Okay...I've had this issue for over a year now, so I think I've been pretty patient. One of my "symptoms" prior to discovering my cancer and subsequently having two surgeries was my voice would hurt after talking some. Not after talking a lot...just some talking. I am not a big talker.

After (and before) my surgeries, I mentioned to my ENT (surgeon) about my voice hurting. He has looked at my vocal cords with a camera 2 or 3 times, and doesn't see any explanation. They work fine, and I can tell they work fine because I can talk and sing (only in the car or shower). For a short time (2-3 months) after my surgeries, I couldn't talk with much range or volume at all, but that has since improved.

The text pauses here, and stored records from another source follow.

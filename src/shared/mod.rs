pub mod geo;
pub mod time;

pub use geo::*;
pub use time::*;
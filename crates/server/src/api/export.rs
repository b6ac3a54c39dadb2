use super::{bad_request, internal_error, text};
use crate::dto::{ExportRequest, ShapeRequest, path_from};
use axum::{Json, http::StatusCode, response::Response};
use routesmith::export;

pub async fn shapes(Json(request): Json<ShapeRequest>) -> Result<Response, StatusCode> {
    let path = path_from(request.waypoints).map_err(bad_request("Invalid waypoint"))?;
    let records = path
        .finalize(request.shape_id)
        .map_err(bad_request("Failed to finalize path"))?;
    let body =
        export::to_delimited_shapes(&records).map_err(internal_error("Failed to write shapes"))?;
    Ok(text("text/csv; charset=utf-8", body))
}

pub async fn gpx(Json(request): Json<ExportRequest>) -> Result<Response, StatusCode> {
    let path = path_from(request.waypoints).map_err(bad_request("Invalid waypoint"))?;
    let body = export::to_track_xml(&path, &request.title, &request.description)
        .map_err(internal_error("Failed to write gpx"))?;
    Ok(text("application/gpx+xml", body))
}

pub async fn kml(Json(request): Json<ExportRequest>) -> Result<Response, StatusCode> {
    let path = path_from(request.waypoints).map_err(bad_request("Invalid waypoint"))?;
    let body = export::to_placemark_xml(&path, &request.title, &request.description)
        .map_err(internal_error("Failed to write kml"))?;
    Ok(text("application/vnd.google-earth.kml+xml", body))
}
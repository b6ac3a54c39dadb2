use std::{
    fmt::Display,
    ops::{Add, AddAssign, Sub},
};

use serde::{Deserialize, Deserializer, Serialize, Serializer, de};

use crate::Error;

pub const MINUTES_PER_HOUR: u32 = 60;
pub const MINUTES_PER_DAY: u32 = 24 * MINUTES_PER_HOUR;

/// Minutes since midnight of the service day.
///
/// Values past [`MINUTES_PER_DAY`] are allowed and print as `24:05` and up, the way GTFS
/// writes trips that run past midnight.
#[derive(Debug, Clone, Copy, Default, PartialEq, Eq, PartialOrd, Ord, Hash)]
pub struct Time(u32);

impl From<u32> for Time {
    fn from(value: u32) -> Self {
        Self(value)
    }
}

impl Sub<Time> for Time {
    type Output = Duration;

    fn sub(self, rhs: Self) -> Self::Output {
        Duration(self.0 - rhs.0)
    }
}

impl Add<Duration> for Time {
    type Output = Self;

    fn add(self, rhs: Duration) -> Self::Output {
        Self(self.0 + rhs.0)
    }
}

impl AddAssign<Duration> for Time {
    fn add_assign(&mut self, rhs: Duration) {
        self.0 += rhs.0
    }
}

impl Display for Time {
    fn fmt(&self, f: &mut std::fmt::Formatter<'_>) -> std::fmt::Result {
        write!(
            f,
            "{:02}:{:02}",
            self.0 / MINUTES_PER_HOUR,
            self.0 % MINUTES_PER_HOUR
        )
    }
}

impl Serialize for Time {
    fn serialize<S: Serializer>(&self, serializer: S) -> Result<S::Ok, S::Error> {
        serializer.collect_str(self)
    }
}

impl<'de> Deserialize<'de> for Time {
    fn deserialize<D: Deserializer<'de>>(deserializer: D) -> Result<Self, D::Error> {
        let value = String::deserialize(deserializer)?;
        Time::from_hm(&value).map_err(de::Error::custom)
    }
}

impl Time {
    pub const fn from_minutes(minutes: u32) -> Self {
        Self(minutes)
    }

    pub const fn as_minutes(&self) -> u32 {
        self.0
    }

    /// True while the time still falls inside the service day it started in.
    pub const fn is_within_day(&self) -> bool {
        self.0 < MINUTES_PER_DAY
    }

    pub fn to_hm_string(&self) -> String {
        self.to_string()
    }

    /// Parses a strict 24-hour `HH:MM` clock time.
    pub fn from_hm(time: &str) -> Result<Self, Error> {
        let malformed = || Error::MalformedTime(time.to_string());
        let (hours, minutes) = time.trim().split_once(':').ok_or_else(malformed)?;
        let hours = parse_component(hours, 24).ok_or_else(malformed)?;
        let minutes = parse_component(minutes, MINUTES_PER_HOUR).ok_or_else(malformed)?;
        Ok(Self(hours * MINUTES_PER_HOUR + minutes))
    }

    /// Parses a GTFS `HH:MM:SS` (or `HH:MM`) time, dropping seconds.
    ///
    /// Only times inside the first service day are accepted.
    pub fn from_gtfs(time: &str) -> Result<Self, Error> {
        let trimmed = time.trim().trim_matches('"');
        let mut split = trimmed.splitn(3, ':');
        let hm = match (split.next(), split.next(), split.next()) {
            (Some(hours), Some(minutes), Some(seconds)) => {
                parse_component(seconds, 60).ok_or(Error::MalformedTime(time.to_string()))?;
                format!("{hours}:{minutes}")
            }
            (Some(hours), Some(minutes), None) => format!("{hours}:{minutes}"),
            _ => return Err(Error::MalformedTime(time.to_string())),
        };
        Self::from_hm(&hm).map_err(|_| Error::MalformedTime(time.to_string()))
    }
}

fn parse_component(value: &str, limit: u32) -> Option<u32> {
    if value.is_empty() || value.len() > 2 || !value.bytes().all(|b| b.is_ascii_digit()) {
        return None;
    }
    let value: u32 = value.parse().ok()?;
    (value < limit).then_some(value)
}

#[derive(Debug, Clone, Copy, Default, PartialEq, Eq, PartialOrd, Ord, Hash)]
pub struct Duration(u32);

impl From<u32> for Duration {
    fn from(value: u32) -> Self {
        Self(value)
    }
}

impl Duration {
    pub const fn from_minutes(minutes: u32) -> Self {
        Self(minutes)
    }

    pub const fn from_hours(hours: u32) -> Self {
        Self(hours * MINUTES_PER_HOUR)
    }

    pub const fn as_minutes(&self) -> u32 {
        self.0
    }
}

impl Add for Duration {
    type Output = Self;

    fn add(self, rhs: Self) -> Self::Output {
        Self(self.0 + rhs.0)
    }
}

#[test]
fn parse_unparse_1() {
    let time = "00:00";
    let stime = Time::from_hm(time).unwrap();
    assert_eq!(time, stime.to_hm_string())
}

#[test]
fn parse_unparse_2() {
    let time = "08:05";
    let stime = Time::from_hm(time).unwrap();
    assert_eq!(time, stime.to_hm_string())
}

#[test]
fn parse_unparse_3() {
    let time = "23:59";
    let stime = Time::from_hm(time).unwrap();
    assert_eq!(time, stime.to_hm_string())
}

#[test]
fn format_past_midnight() {
    assert_eq!(Time::from_minutes(1441).to_hm_string(), "24:01")
}

#[test]
fn gtfs_time_drops_seconds() {
    assert_eq!(Time::from_gtfs("08:02:45").unwrap().as_minutes(), 482);
    assert_eq!(Time::from_gtfs("\"08:02:00\"").unwrap().as_minutes(), 482);
    assert!(Time::from_gtfs("25:00:00").is_err());
}
use std::io::{self, Cursor};

use quick_xml::{
    Writer,
    events::{BytesDecl, BytesText, Event},
};

use crate::path::{Path, Waypoint};

use super::{CREATOR, Error, into_string};

const GPX_NAMESPACE: &str = "http://www.topografix.com/GPX/1/1";

/// Renders the path as a GPX 1.1 track with one `<trkpt>` per waypoint, in path order.
pub fn to_track_xml(path: &Path, title: &str, description: &str) -> Result<String, Error> {
    let mut writer = Writer::new_with_indent(Cursor::new(Vec::new()), b' ', 2);
    writer.write_event(Event::Decl(BytesDecl::new("1.0", Some("UTF-8"), None)))?;
    writer
        .create_element("gpx")
        .with_attribute(("version", "1.1"))
        .with_attribute(("creator", CREATOR))
        .with_attribute(("xmlns", GPX_NAMESPACE))
        .write_inner_content(|writer| {
            writer.create_element("trk").write_inner_content(|writer| {
                writer
                    .create_element("name")
                    .write_text_content(BytesText::new(title))?;
                writer
                    .create_element("desc")
                    .write_text_content(BytesText::new(description))?;
                writer.create_element("trkseg").write_inner_content(|writer| {
                    for waypoint in path.waypoints() {
                        write_track_point(writer, waypoint)?;
                    }
                    Ok::<(), io::Error>(())
                })?;
                Ok::<(), io::Error>(())
            })?;
            Ok::<(), io::Error>(())
        })?;
    into_string(writer.into_inner().into_inner())
}

fn write_track_point(writer: &mut Writer<Cursor<Vec<u8>>>, waypoint: &Waypoint) -> io::Result<()> {
    let latitude = waypoint.coordinate.latitude.to_string();
    let longitude = waypoint.coordinate.longitude.to_string();
    let element = writer
        .create_element("trkpt")
        .with_attribute(("lat", latitude.as_str()))
        .with_attribute(("lon", longitude.as_str()));
    match &waypoint.label {
        Some(label) => {
            element.write_inner_content(|writer| {
                writer
                    .create_element("name")
                    .write_text_content(BytesText::new(label))?;
                Ok::<(), io::Error>(())
            })?;
        }
        None => {
            element.write_empty()?;
        }
    }
    Ok(())
}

It's definitely NOT a sore/scratchy/hoarse voice kind of thing...it's more like a muscle strain kind of soreness, and I feel it more on the sides than in the center of my neck, like 2 inches or so from center, on both sides of my neck.

Here's the thing...I use my voice to make a living. I'm not a singer or anything, so it doesn't have to be a perfect voice, but I do focus groups, I interview people, and I sometimes facilitate training classes. Those training classes are killers for my voice. Definitely on training class days (which I've really tried to limit, but a girl has to make a living) I overwork it. But I can't go to lunch with a friend or have a phone conversation without my voice hurting, and it hurts for the remainder of the day. Sometimes it prompts me to take anti-inflammatory meds such as ibuprofen. They don't work, but the act of taking the anti-inflammatories makes me feel like I'm at least trying to make a difference. (Stupid, I know...hope springs eternal.)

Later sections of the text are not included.